By Emmanuel Akayeti
Some provision shop owners often take advantage of the season and devise means of luring consumers into buying and consuming unwholesome products.
As a result, the FDA has issued a warning to consumers to be cautious when making holiday purchases.
The Upper East Regional Head of Food and Drugs Authority (FDA), Sabastian Mawuli Hotor, who spoke with Emmanuel Akayeti in Bolgatanga, said vigilance is the responsibility of consumers.
”It’s a festive season and there is the tendency that some unscrupulous people may want to take advantage and push some unwholesome products, which FDA cannot guarantee their safety on to the market and in the hast of consumers, may end buying without knowing,” Mr. Hotor noted.
”Consumers should be vigilant and always check expiry dates of all products before purchasing. Nonliterates should let their children guide them in every purchase they in tend to do.”
On the other hand, he added, ”It’s not often good to buy products that are labeled in a foreign language.”
“If you don’t understand the instructions written on the said product, what is the guarantee of safety?” Mr. Hotor reiterated.

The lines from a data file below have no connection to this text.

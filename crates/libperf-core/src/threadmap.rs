//! Thread map: the set of threads a perf event is opened on

use libperf_common::{LibperfError, Result};

use crate::atomic::RefCount;
use crate::comm::Comm;

/// One monitored thread
#[derive(Debug, Clone, Default, PartialEq, Eq)]
pub struct ThreadMapEntry {
    pub pid: i32,
    pub comm: Comm,
}

impl ThreadMapEntry {
    pub fn new(pid: i32, comm: &str) -> Self {
        Self {
            pid,
            comm: Comm::new(comm),
        }
    }
}

/// A fixed-length, reference-counted list of threads.
///
/// The entry count is the length of the entry list, so the two can never
/// disagree; only [`ThreadMap::realloc`] changes it.
#[derive(Debug)]
pub struct ThreadMap {
    refcnt: RefCount,
    err_thread: i32,
    map: Vec<ThreadMapEntry>,
}

impl ThreadMap {
    /// Allocates `nr` entries with pids taken from `pids`, or `-1` for every
    /// entry when `pids` is `None`. The new map holds one reference.
    pub fn new_array(nr: usize, pids: Option<&[i32]>) -> Result<Self> {
        if let Some(pids) = pids {
            if pids.len() != nr {
                return Err(LibperfError::SizeMismatch {
                    expected: nr,
                    actual: pids.len(),
                });
            }
        }

        let mut map = Vec::new();
        reserve_entries(&mut map, nr)?;
        map.extend((0..nr).map(|i| ThreadMapEntry {
            pid: pids.map_or(-1, |p| p[i]),
            comm: Comm::default(),
        }));

        Ok(Self::from_entries(map))
    }

    /// A map with a single `-1` entry, meaning "any thread".
    pub fn new_dummy() -> Self {
        Self::from_entries(vec![ThreadMapEntry {
            pid: -1,
            comm: Comm::default(),
        }])
    }

    /// Wraps already-built entries, with one reference and no error thread.
    pub fn from_entries(map: Vec<ThreadMapEntry>) -> Self {
        Self {
            refcnt: RefCount::new(1),
            err_thread: -1,
            map,
        }
    }

    pub fn with_err_thread(mut self, err_thread: i32) -> Self {
        self.err_thread = err_thread;
        self
    }

    pub fn nr(&self) -> usize {
        self.map.len()
    }

    pub fn err_thread(&self) -> i32 {
        self.err_thread
    }

    pub fn set_err_thread(&mut self, err_thread: i32) {
        self.err_thread = err_thread;
    }

    pub fn refcnt(&self) -> &RefCount {
        &self.refcnt
    }

    pub fn entries(&self) -> &[ThreadMapEntry] {
        &self.map
    }

    pub fn entry(&self, idx: usize) -> Result<&ThreadMapEntry> {
        let nr = self.nr();
        self.map
            .get(idx)
            .ok_or(LibperfError::IndexOutOfRange { index: idx, nr })
    }

    pub fn entry_mut(&mut self, idx: usize) -> Result<&mut ThreadMapEntry> {
        let nr = self.nr();
        self.map
            .get_mut(idx)
            .ok_or(LibperfError::IndexOutOfRange { index: idx, nr })
    }

    pub fn pid(&self, idx: usize) -> Result<i32> {
        self.entry(idx).map(|e| e.pid)
    }

    pub fn set_pid(&mut self, idx: usize, pid: i32) -> Result<()> {
        self.entry_mut(idx)?.pid = pid;
        Ok(())
    }

    pub fn comm(&self, idx: usize) -> Result<&str> {
        self.entry(idx).map(|e| e.comm.as_str())
    }

    pub fn set_comm(&mut self, idx: usize, comm: &str) -> Result<()> {
        self.entry_mut(idx)?.comm.set(comm);
        Ok(())
    }

    /// Index of the first entry holding `pid`
    pub fn idx(&self, pid: i32) -> Option<usize> {
        self.map.iter().position(|e| e.pid == pid)
    }

    /// Overwrites every entry's pid and comm, in order.
    ///
    /// `entries` must have exactly `nr()` elements; otherwise nothing is
    /// written.
    pub fn set_entries(&mut self, entries: &[ThreadMapEntry]) -> Result<()> {
        if entries.len() != self.nr() {
            return Err(LibperfError::SizeMismatch {
                expected: self.nr(),
                actual: entries.len(),
            });
        }
        for (slot, entry) in self.map.iter_mut().zip(entries) {
            slot.pid = entry.pid;
            slot.comm = entry.comm;
        }
        Ok(())
    }

    /// Resizes to `nr` entries. Kept entries are untouched; new ones are
    /// zeroed. On allocation failure the map keeps its old size.
    pub fn realloc(&mut self, nr: usize) -> Result<()> {
        if nr > self.map.len() {
            let additional = nr - self.map.len();
            reserve_entries(&mut self.map, additional)?;
        }
        self.map.resize_with(nr, ThreadMapEntry::default);
        Ok(())
    }

    /// Takes another reference
    pub fn get(&self) -> &Self {
        self.refcnt.inc();
        self
    }

    /// Drops a reference; returns true if it was the last one
    pub fn put(&self) -> bool {
        self.refcnt.dec_and_test()
    }
}

fn reserve_entries(map: &mut Vec<ThreadMapEntry>, additional: usize) -> Result<()> {
    map.try_reserve_exact(additional).map_err(|e| {
        LibperfError::Allocation(format!(
            "cannot allocate {} thread map entries: {}",
            additional, e
        ))
    })
}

He warned the youth, in particular, about the consumption (smoking) of shisha, which is invading markets at an alarming rate and is very popular among the youth. Mr. Hotor explained that shisha is a flat-bottomed glass device, usually with water under the bottom, but these days the water is often mixed with either Indian hemp (Weed), alcohol, or other hard drugs, so it is no longer water but a hard substance concoction.
Mr. Hotor said at the top of the device is a provision for charcoal, where the shisha is applied to burn to produce a smock, and with a pipe-like device for smocking, the smock has to pass through the hard substance concoction for one to smock. Smocking, he lamented, is more injurious than tobacco.